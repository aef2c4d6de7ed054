#![forbid(unsafe_code)]

//! Painel Forms
//!
//! Conditional validation and the submit/load flows of admin form screens,
//! built on the state cells of `painel-runtime`.
//!
//! # Key Components
//!
//! - [`RuleSet`] - Static validators, conditional policies, cross-field rules
//! - [`Form`] - Field state evaluated against its rule set on every write
//! - [`SubmissionController`] - Single-flight validate → project → dispatch
//! - [`EntityLoader`] - Load by id → populate → deferred widget sync
//! - [`FormProjection`] - Entity ↔ form ↔ payload mapping
//! - [`DataSource`] / [`Navigator`] - Host collaborators
//!
//! # Example
//!
//! ```rust
//! use painel_forms::{CrossFieldRule, Form, RuleSet, validation::Validator};
//! use painel_runtime::DerivationGraph;
//!
//! let rules = RuleSet::new()
//!     .field("senha", [Validator::Required, Validator::MinLength(8)])
//!     .field("confirmarSenha", [Validator::Required])
//!     .cross(CrossFieldRule::matches("confirmarSenha", "senha"));
//! let form = Form::new(&DerivationGraph::new(), rules).unwrap();
//!
//! form.set("senha", "Abc12345").unwrap();
//! form.set("confirmarSenha", "Abc12345").unwrap();
//! assert!(form.is_valid());
//! ```

pub mod collaborators;
pub mod error;
pub mod form;
pub mod loader;
pub mod projection;
pub mod rules;
pub mod submit;
pub mod validation;
pub mod value;

pub use collaborators::{DataSource, ListParams, Navigator};
pub use error::{BlockReason, FetchError, FormError};
pub use form::{CrossFailure, Form};
pub use loader::{EntityLoader, LoaderConfig};
pub use projection::{Coercion, FormProjection, JsonProjection};
pub use rules::{Activation, ConditionalPolicy, CrossFieldRule, FieldSpec, ListSpec, RuleSet};
pub use submit::{
    Banner, BannerKind, SubmissionController, SubmitAttempt, SubmitConfig, SubmitMode,
    SubmitStatus,
};
pub use value::{FieldValue, FormSnapshot};
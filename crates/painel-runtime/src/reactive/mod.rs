#![forbid(unsafe_code)]

//! Reactive state for Painel screens.
//!
//! This module provides the change-tracking primitives every list and form
//! screen is built from:
//!
//! - [`StateCell`]: a named, version-stamped mutable value with change
//!   notification via subscriber callbacks.
//! - [`Subscription`]: RAII guard that automatically unsubscribes on drop.
//! - [`Derived`]: a lazily-evaluated, memoized value computed from explicitly
//!   registered dependencies (cells or other derived values).
//! - [`DerivationGraph`]: the per-screen context that allocates node ids,
//!   tracks the write generation and owns the deferred-write queue.
//! - [`DeferredWrites`] / [`ReactionScope`]: writes queued until the current
//!   reaction completes.
//!
//! # Architecture
//!
//! Handles use `Rc<RefCell<..>>` for single-threaded shared ownership. A screen
//! owns its graph; nothing here is `Send`.
//!
//! A cell write bumps the cell version and the graph generation, flags every
//! directly dependent [`Derived`] as stale and then runs subscribers. Nothing
//! is recomputed until someone calls [`Derived::get`].
//!
//! # Invariants
//!
//! 1. A cell's version increments exactly once per write.
//! 2. Subscribers are notified in registration order.
//! 3. A derived value is returned from cache iff every dependency version
//!    matches the version seen at the last recompute.
//! 4. Within one generation (no intervening writes) a derived node walks its
//!    dependencies at most once, so diamonds never recompute a shared node twice.
//! 5. `Derived::get()` never returns a stale value.
//! 6. Deferred writes queued inside a [`ReactionScope`] run when the outermost
//!    scope exits, never earlier.

mod cell;
mod deferred;
mod graph;

pub use cell::{StateCell, Subscription};
pub use deferred::{DeferConfig, DeferredWrites, ReactionScope};
pub use graph::{Dependency, DerivationGraph, Derived, NodeId, Source, StaleLink};
#![forbid(unsafe_code)]

//! Errors surfaced at the data-fetch boundary.

/// A fetch, create or update failed in the data collaborator.
///
/// These are the only errors that reach a screen's failure banner.
/// Validation problems never become a `FetchError`.
#[derive(Debug, Clone, PartialEq, Eq, thiserror::Error)]
pub enum FetchError {
    /// Network or server failure.
    #[error("transport failure: {0}")]
    Transport(String),
    /// A load-by-id found nothing.
    #[error("entity {id} not found")]
    NotFound { id: String },
    /// The server rejected the request with a domain error.
    #[error("{code}: {message}")]
    Domain { code: String, message: String },
}

impl FetchError {
    /// Convenience constructor for transport failures.
    #[must_use]
    pub fn transport(message: impl Into<String>) -> Self {
        Self::Transport(message.into())
    }

    /// Convenience constructor for missing entities.
    #[must_use]
    pub fn not_found(id: impl Into<String>) -> Self {
        Self::NotFound { id: id.into() }
    }

    /// Whether this is a [`FetchError::NotFound`].
    #[must_use]
    pub fn is_not_found(&self) -> bool {
        matches!(self, Self::NotFound { .. })
    }

    /// Message suitable for a banner.
    #[must_use]
    pub fn user_message(&self) -> String {
        match self {
            Self::Transport(_) => "Could not reach the server. Please try again.".to_string(),
            Self::NotFound { .. } => "The requested record no longer exists.".to_string(),
            Self::Domain { message, .. } => message.clone(),
        }
    }
}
* * *
If a line in the data above contains "CrossFieldRule", return that line.

//! use painel_forms::{CrossFieldRule, Form, RuleSet, validation::Validator};
//!     .cross(CrossFieldRule::matches("confirmarSenha", "senha"));
pub use rules::{Activation, ConditionalPolicy, CrossFieldRule, FieldSpec, ListSpec, RuleSet};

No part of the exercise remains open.